Set down the data that follows again, exactly as written.

Records from a data collection

.....

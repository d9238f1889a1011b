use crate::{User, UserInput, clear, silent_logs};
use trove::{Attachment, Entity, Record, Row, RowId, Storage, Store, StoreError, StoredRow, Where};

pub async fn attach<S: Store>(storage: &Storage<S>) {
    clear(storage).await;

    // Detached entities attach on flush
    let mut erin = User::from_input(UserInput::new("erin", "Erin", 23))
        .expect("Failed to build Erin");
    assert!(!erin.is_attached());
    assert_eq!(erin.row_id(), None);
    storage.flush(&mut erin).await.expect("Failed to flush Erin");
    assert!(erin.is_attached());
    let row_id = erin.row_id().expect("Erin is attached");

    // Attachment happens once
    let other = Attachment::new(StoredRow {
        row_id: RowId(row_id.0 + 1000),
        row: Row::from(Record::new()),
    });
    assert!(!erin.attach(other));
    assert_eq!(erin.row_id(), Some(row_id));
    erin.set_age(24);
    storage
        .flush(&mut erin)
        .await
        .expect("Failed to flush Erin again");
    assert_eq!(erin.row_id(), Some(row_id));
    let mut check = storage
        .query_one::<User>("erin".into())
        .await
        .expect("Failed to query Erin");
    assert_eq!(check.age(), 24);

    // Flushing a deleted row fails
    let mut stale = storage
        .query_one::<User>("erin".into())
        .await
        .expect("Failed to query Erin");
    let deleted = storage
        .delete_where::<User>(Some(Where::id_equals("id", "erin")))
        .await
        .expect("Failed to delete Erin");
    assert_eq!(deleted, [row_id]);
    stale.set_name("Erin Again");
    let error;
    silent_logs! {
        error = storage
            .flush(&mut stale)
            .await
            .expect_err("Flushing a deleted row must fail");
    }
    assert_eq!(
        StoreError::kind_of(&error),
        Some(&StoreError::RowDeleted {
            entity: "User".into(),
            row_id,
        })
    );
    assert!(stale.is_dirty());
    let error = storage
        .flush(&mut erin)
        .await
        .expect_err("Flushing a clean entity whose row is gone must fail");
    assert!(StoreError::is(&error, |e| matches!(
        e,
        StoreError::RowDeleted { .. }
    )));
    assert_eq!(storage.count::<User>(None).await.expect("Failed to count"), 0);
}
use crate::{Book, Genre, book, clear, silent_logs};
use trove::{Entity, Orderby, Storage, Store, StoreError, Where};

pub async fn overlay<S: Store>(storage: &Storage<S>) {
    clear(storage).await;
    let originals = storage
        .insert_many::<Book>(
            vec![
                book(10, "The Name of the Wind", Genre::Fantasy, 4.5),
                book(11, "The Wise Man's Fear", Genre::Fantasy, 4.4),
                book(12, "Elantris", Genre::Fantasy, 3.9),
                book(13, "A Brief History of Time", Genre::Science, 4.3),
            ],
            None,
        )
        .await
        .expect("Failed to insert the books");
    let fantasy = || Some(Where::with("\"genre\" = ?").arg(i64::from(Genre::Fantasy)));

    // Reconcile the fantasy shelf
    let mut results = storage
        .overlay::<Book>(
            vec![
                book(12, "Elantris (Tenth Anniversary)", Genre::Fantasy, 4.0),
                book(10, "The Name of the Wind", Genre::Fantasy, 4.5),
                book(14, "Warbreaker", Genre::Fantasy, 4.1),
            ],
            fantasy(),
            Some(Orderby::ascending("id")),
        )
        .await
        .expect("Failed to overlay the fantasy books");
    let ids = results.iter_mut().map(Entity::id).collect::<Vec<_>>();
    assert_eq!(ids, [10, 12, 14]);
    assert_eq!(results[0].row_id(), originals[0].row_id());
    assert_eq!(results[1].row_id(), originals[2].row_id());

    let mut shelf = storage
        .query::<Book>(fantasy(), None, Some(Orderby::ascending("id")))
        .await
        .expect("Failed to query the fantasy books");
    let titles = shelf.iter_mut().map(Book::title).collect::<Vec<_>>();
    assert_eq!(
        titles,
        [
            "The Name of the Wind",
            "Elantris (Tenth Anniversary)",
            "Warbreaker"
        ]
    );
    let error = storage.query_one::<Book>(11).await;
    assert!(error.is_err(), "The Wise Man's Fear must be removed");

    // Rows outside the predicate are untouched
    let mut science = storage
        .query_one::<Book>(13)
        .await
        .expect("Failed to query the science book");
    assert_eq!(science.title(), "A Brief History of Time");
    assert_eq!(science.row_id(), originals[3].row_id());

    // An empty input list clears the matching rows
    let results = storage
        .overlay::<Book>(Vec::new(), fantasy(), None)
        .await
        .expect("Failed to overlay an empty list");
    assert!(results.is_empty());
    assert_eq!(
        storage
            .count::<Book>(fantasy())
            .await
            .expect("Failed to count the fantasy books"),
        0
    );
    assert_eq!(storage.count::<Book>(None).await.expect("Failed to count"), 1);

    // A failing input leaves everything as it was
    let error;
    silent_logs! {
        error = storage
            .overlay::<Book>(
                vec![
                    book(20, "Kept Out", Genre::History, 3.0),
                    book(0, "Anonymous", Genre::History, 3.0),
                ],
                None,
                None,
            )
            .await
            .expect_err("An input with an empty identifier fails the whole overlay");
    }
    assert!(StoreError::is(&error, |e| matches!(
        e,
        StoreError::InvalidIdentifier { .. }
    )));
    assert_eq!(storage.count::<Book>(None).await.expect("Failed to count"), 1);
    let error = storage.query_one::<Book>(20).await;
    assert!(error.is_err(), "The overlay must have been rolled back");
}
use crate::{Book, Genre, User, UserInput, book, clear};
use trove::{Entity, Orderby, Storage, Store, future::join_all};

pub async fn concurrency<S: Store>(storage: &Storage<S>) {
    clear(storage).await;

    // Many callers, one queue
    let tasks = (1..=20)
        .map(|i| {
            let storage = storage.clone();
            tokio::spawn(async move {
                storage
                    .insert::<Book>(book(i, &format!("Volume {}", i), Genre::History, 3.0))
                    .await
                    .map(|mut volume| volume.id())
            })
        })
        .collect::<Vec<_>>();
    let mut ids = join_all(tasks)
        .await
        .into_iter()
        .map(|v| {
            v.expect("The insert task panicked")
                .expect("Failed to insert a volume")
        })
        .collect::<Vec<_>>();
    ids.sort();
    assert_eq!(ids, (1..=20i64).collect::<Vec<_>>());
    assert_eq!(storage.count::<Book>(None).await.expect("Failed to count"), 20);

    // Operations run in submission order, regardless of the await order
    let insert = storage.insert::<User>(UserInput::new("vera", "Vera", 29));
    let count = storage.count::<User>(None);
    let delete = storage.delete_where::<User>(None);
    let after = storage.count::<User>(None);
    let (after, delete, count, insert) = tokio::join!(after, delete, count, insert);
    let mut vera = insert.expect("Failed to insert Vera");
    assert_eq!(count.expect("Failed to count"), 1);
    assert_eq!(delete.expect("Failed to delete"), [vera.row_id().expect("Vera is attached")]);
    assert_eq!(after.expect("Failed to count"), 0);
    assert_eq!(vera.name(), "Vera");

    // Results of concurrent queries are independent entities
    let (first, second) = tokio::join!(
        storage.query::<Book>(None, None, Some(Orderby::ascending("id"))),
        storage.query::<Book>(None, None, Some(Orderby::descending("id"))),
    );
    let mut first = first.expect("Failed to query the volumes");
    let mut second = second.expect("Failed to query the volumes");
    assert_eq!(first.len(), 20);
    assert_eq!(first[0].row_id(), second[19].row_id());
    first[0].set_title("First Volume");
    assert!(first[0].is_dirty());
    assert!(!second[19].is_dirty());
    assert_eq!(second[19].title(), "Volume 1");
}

.....

• Exercise output
repository d9238f1889a1011b
use crate::{User, UserInput, clear, silent_logs};
use trove::{Attachment, Entity, Record, Row, RowId, Storage, Store, StoreError, StoredRow, Where};

pub async fn attach<S: Store>(storage: &Storage<S>) {
    clear(storage).await;

    // Detached entities attach on flush
    let mut erin = User::from_input(UserInput::new("erin", "Erin", 23))
        .expect("Failed to build Erin");
    assert!(!erin.is_attached());
    assert_eq!(erin.row_id(), None);
    storage.flush(&mut erin).await.expect("Failed to flush Erin");
    assert!(erin.is_attached());
    let row_id = erin.row_id().expect("Erin is attached");

    // Attachment happens once
    let other = Attachment::new(StoredRow {
        row_id: RowId(row_id.0 + 1000),
        row: Row::from(Record::new()),
    });
    assert!(!erin.attach(other));
    assert_eq!(erin.row_id(), Some(row_id));
    erin.set_age(24);
    storage
        .flush(&mut erin)
        .await
        .expect("Failed to flush Erin again");
    assert_eq!(erin.row_id(), Some(row_id));
    let mut check = storage
        .query_one::<User>("erin".into())
        .await
        .expect("Failed to query Erin");
    assert_eq!(check.age(), 24);

    // Flushing a deleted row fails
    let mut stale = storage
        .query_one::<User>("erin".into())
        .await
        .expect("Failed to query Erin");
    let deleted = storage
        .delete_where::<User>(Some(Where::id_equals("id", "erin")))
        .await
        .expect("Failed to delete Erin");
    assert_eq!(deleted, [row_id]);
    stale.set_name("Erin Again");
    let error;
    silent_logs! {
        error = storage
            .flush(&mut stale)
            .await
            .expect_err("Flushing a deleted row must fail");
    }
    assert_eq!(
        StoreError::kind_of(&error),
        Some(&StoreError::RowDeleted {
            entity: "User".into(),
            row_id,
        })
    );
    assert!(stale.is_dirty());
    let error = storage
        .flush(&mut erin)
        .await
        .expect_err("Flushing a clean entity whose row is gone must fail");
    assert!(StoreError::is(&error, |e| matches!(
        e,
        StoreError::RowDeleted { .. }
    )));
    assert_eq!(storage.count::<User>(None).await.expect("Failed to count"), 0);
}
use crate::{Book, Genre, book, clear, silent_logs};
use trove::{Entity, Orderby, Storage, Store, StoreError, Where};

pub async fn overlay<S: Store>(storage: &Storage<S>) {
    clear(storage).await;
    let originals = storage
        .insert_many::<Book>(
            vec![
                book(10, "The Name of the Wind", Genre::Fantasy, 4.5),
                book(11, "The Wise Man's Fear", Genre::Fantasy, 4.4),
                book(12, "Elantris", Genre::Fantasy, 3.9),
                book(13, "A Brief History of Time", Genre::Science, 4.3),
            ],
            None,
        )
        .await
        .expect("Failed to insert the books");
    let fantasy = || Some(Where::with("\"genre\" = ?").arg(i64::from(Genre::Fantasy)));

    // Reconcile the fantasy shelf
    let mut results = storage
        .overlay::<Book>(
            vec![
                book(12, "Elantris (Tenth Anniversary)", Genre::Fantasy, 4.0),
                book(10, "The Name of the Wind", Genre::Fantasy, 4.5),
                book(14, "Warbreaker", Genre::Fantasy, 4.1),
            ],
            fantasy(),
            Some(Orderby::ascending("id")),
        )
        .await
        .expect("Failed to overlay the fantasy books");
    let ids = results.iter_mut().map(Entity::id).collect::<Vec<_>>();
    assert_eq!(ids, [10, 12, 14]);
    assert_eq!(results[0].row_id(), originals[0].row_id());
    assert_eq!(results[1].row_id(), originals[2].row_id());

    let mut shelf = storage
        .query::<Book>(fantasy(), None, Some(Orderby::ascending("id")))
        .await
        .expect("Failed to query the fantasy books");
    let titles = shelf.iter_mut().map(Book::title).collect::<Vec<_>>();
    assert_eq!(
        titles,
        [
            "The Name of the Wind",
            "Elantris (Tenth Anniversary)",
            "Warbreaker"
        ]
    );
    let error = storage.query_one::<Book>(11).await;
    assert!(error.is_err(), "The Wise Man's Fear must be removed");

    // Rows outside the predicate are untouched
    let mut science = storage
        .query_one::<Book>(13)
        .await
        .expect("Failed to query the science book");
    assert_eq!(science.title(), "A Brief History of Time");
    assert_eq!(science.row_id(), originals[3].row_id());

    // An empty input list clears the matching rows
    let results = storage
        .overlay::<Book>(Vec::new(), fantasy(), None)
        .await
        .expect("Failed to overlay an empty list");
    assert!(results.is_empty());
    assert_eq!(
        storage
            .count::<Book>(fantasy())
            .await
            .expect("Failed to count the fantasy books"),
        0
    );
    assert_eq!(storage.count::<Book>(None).await.expect("Failed to count"), 1);

    // A failing input leaves everything as it was
    let error;
    silent_logs! {
        error = storage
            .overlay::<Book>(
                vec![
                    book(20, "Kept Out", Genre::History, 3.0),
                    book(0, "Anonymous", Genre::History, 3.0),
                ],
                None,
                None,
            )
            .await
            .expect_err("An input with an empty identifier fails the whole overlay");
    }
    assert!(StoreError::is(&error, |e| matches!(
        e,
        StoreError::InvalidIdentifier { .. }
    )));
    assert_eq!(storage.count::<Book>(None).await.expect("Failed to count"), 1);
    let error = storage.query_one::<Book>(20).await;
    assert!(error.is_err(), "The overlay must have been rolled back");
}
use crate::{Book, Genre, User, UserInput, book, clear};
use trove::{Entity, Orderby, Storage, Store, future::join_all};

pub async fn concurrency<S: Store>(storage: &Storage<S>) {
    clear(storage).await;

    // Many callers, one queue
    let tasks = (1..=20)
        .map(|i| {
            let storage = storage.clone();
            tokio::spawn(async move {
                storage
                    .insert::<Book>(book(i, &format!("Volume {}", i), Genre::History, 3.0))
                    .await
                    .map(|mut volume| volume.id())
            })
        })
        .collect::<Vec<_>>();
    let mut ids = join_all(tasks)
        .await
        .into_iter()
        .map(|v| {
            v.expect("The insert task panicked")
                .expect("Failed to insert a volume")
        })
        .collect::<Vec<_>>();
    ids.sort();
    assert_eq!(ids, (1..=20i64).collect::<Vec<_>>());
    assert_eq!(storage.count::<Book>(None).await.expect("Failed to count"), 20);

    // Operations run in submission order, regardless of the await order
    let insert = storage.insert::<User>(UserInput::new("vera", "Vera", 29));
    let count = storage.count::<User>(None);
    let delete = storage.delete_where::<User>(None);
    let after = storage.count::<User>(None);
    let (after, delete, count, insert) = tokio::join!(after, delete, count, insert);
    let mut vera = insert.expect("Failed to insert Vera");
    assert_eq!(count.expect("Failed to count"), 1);
    assert_eq!(delete.expect("Failed to delete"), [vera.row_id().expect("Vera is attached")]);
    assert_eq!(after.expect("Failed to count"), 0);
    assert_eq!(vera.name(), "Vera");

    // Results of concurrent queries are independent entities
    let (first, second) = tokio::join!(
        storage.query::<Book>(None, None, Some(Orderby::ascending("id"))),
        storage.query::<Book>(None, None, Some(Orderby::descending("id"))),
    );
    let mut first = first.expect("Failed to query the volumes");
    let mut second = second.expect("Failed to query the volumes");
    assert_eq!(first.len(), 20);
    assert_eq!(first[0].row_id(), second[19].row_id());
    first[0].set_title("First Volume");
    assert!(first[0].is_dirty());
    assert!(!second[19].is_dirty());
    assert_eq!(second[19].title(), "Volume 1");
}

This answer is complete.